Entre 1946 y 1949, Luis se alistó como voluntario para hacer la mili cerca de casa. Tras su instrucción en el cuartel ABQ del Alta, fue destinado a la cárcel de Santander, donde custodiaba a presos políticos. Dormían en catres llenos de chinches, comían frío, y él, cuando podía, cruzaba alguna palabra con ellos. También hizo guardias en el Hospital de Valdecilla, donde vigilaba a reclusos hospitalizados bajo órdenes del capitán Muñoz, médico militar. Más tarde fue asistente del comandante Miguel Cueto Olea, veterano de la División Azul. Le llevaba leche y pan en bicicleta cada día. De él escuchó historias del frente ruso.
La música siempre estuvo ahí. En casa, la radio de 2.000 pesetas sonaba junto a la ventana: Antonio Molina en voz alta, La Pasionaria en susurros. Luis bailó en verbenas, cantó flamenco en las romerías y participó en el concurso Fiesta en el aire de Radio Santander.
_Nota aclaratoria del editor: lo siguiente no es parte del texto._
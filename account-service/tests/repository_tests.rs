mod common;

use std::sync::Arc;

use account_service::domain::account::models::UserId;
use account_service::domain::account::ports::UserRepository;
use account_service::outbound::repositories::PostgresUserRepository;
use common::TestApp;
use reqwest::StatusCode;
use serde_json::json;

async fn registered_user_id(app: &TestApp) -> String {
    let response = app
        .post("/api/auth/register")
        .json(&json!({
            "email": "nicola@example.com",
            "password": "pass_word!",
            "name": "Nicola",
            "last_name": "Rossi",
            "phone_number": "+39 02 1234 5678",
            "address": "1 Main Street",
            "location": "Milan"
        }))
        .send()
        .await
        .expect("Failed to execute request");
    assert_eq!(response.status(), StatusCode::CREATED);

    let body: serde_json::Value = response.json().await.expect("Failed to parse response");
    body["data"]["id"].as_str().unwrap().to_string()
}

#[tokio::test]
async fn test_find_by_id_returns_stored_user() {
    let app = TestApp::spawn().await;
    let id = registered_user_id(&app).await;

    let repository = Arc::new(PostgresUserRepository::new(app.db.pool.clone()));
    let user_id = UserId::from_string(&id).expect("Response id is not a valid user id");

    let user = repository
        .find_by_id(&user_id)
        .await
        .expect("Lookup failed")
        .expect("User not found by id");

    assert_eq!(user.email.as_str(), "nicola@example.com");
    assert!(!user.verification_status);
    assert!(user.verification_token.is_some());
}

#[tokio::test]
async fn test_find_by_phone_number() {
    let app = TestApp::spawn().await;
    registered_user_id(&app).await;

    let repository = Arc::new(PostgresUserRepository::new(app.db.pool.clone()));

    let user = repository
        .find_by_phone_number("+39 02 1234 5678")
        .await
        .expect("Lookup failed")
        .expect("User not found by phone number");
    assert_eq!(user.email.as_str(), "nicola@example.com");

    let missing = repository
        .find_by_phone_number("+39 02 0000 0000")
        .await
        .expect("Lookup failed");
    assert!(missing.is_none());
}

#[tokio::test]
async fn test_delete_removes_user() {
    let app = TestApp::spawn().await;
    let id = registered_user_id(&app).await;

    let repository = Arc::new(PostgresUserRepository::new(app.db.pool.clone()));
    let user_id = UserId::from_string(&id).expect("Response id is not a valid user id");

    repository.delete(&user_id).await.expect("Delete failed");

    let user = repository
        .find_by_id(&user_id)
        .await
        .expect("Lookup failed");
    assert!(user.is_none());

    // Deleting again reports not found
    let result = repository.delete(&user_id).await;
    assert!(result.is_err());
}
En la mili, llegó a la final en el Cine Cervantes, en un certamen organizado por la papelería Pico. Ganó veinte duros. “¡Qué bonita juventud!”, recuerda.
En 1948, recién licenciado, Luis se casó con Margarita Quijano, su novia de cinco años. El embarazo adelantó los planes; criaron dos hijas y perdieron un hijo. Luis dejó atrás el trabajo con vacas para adentrarse en el mundo del transporte, mientras Margarita atendía su peluquería en casa. Tras colaborar en la retirada de escombros tras el incendio de Santander y trabajar casi un año como repartidor de leche en la ciudad, la precariedad económica y la dura competencia provocaron el fracaso de ese negocio. Más tarde, participó en la construcción del aeropuerto de Parayas, encargándose del traslado de toneladas de piedra desde diversas canteras. También trabajó extrayendo piedra del muro derruido cerca de la estación de trenes.
La necesidad lo llevó a Avilés, donde durante cuatro años enfrentó la dura realidad de la siderúrgica Ensidesa, una etapa marcada por el sacrificio y la separación de su familia. De regreso a Cantabria, vendió su camión ruso, un modelo ruso 3HC, y comenzó a trabajar como chófer asalariado en La Covadonga, una tejería de Muriedas. A lo largo de su trayectoria, también transportó mineral y hierro en zonas como la cantera de Luis López, la mina de Solía y el puerto de Astillero. Fue tanto “propietario como asalariado” en empresas como Gerposa. En 1963, “el año en que mataron a Kennedy”, Luis tuvo un accidente grave que le apartó del trabajo durante un año. Recuperado, condujo otro camión Barreiros durante doce años, transportando hierro desde Nueva Montaña para la familia Quijano de Santander.
A los 62 años vendió su camión y cerró un ciclo tras décadas al volante. En la jubilación, redescubrió su pasión por las motos, participando en concentraciones y formando una colección con historias únicas hasta los 97 años. Cultivó un profundo amor por la historia en todas sus formas, reuniendo más de 3.000 libros y materiales sobre la Guerra Carlista y la Guerra de España. Pero reconoce que “la experiencia enseña lecciones que ningún libro ofrece”. Su esposa falleció en 2016, tras años de cuidados en casa. A punto de cumplir cien años, conserva una memoria serena y reflexiona sobre la vida: “Es un momento”. Aunque siente cierto desencanto hacia el “Creador”, sigue imaginando cómo será todo dentro de medio siglo.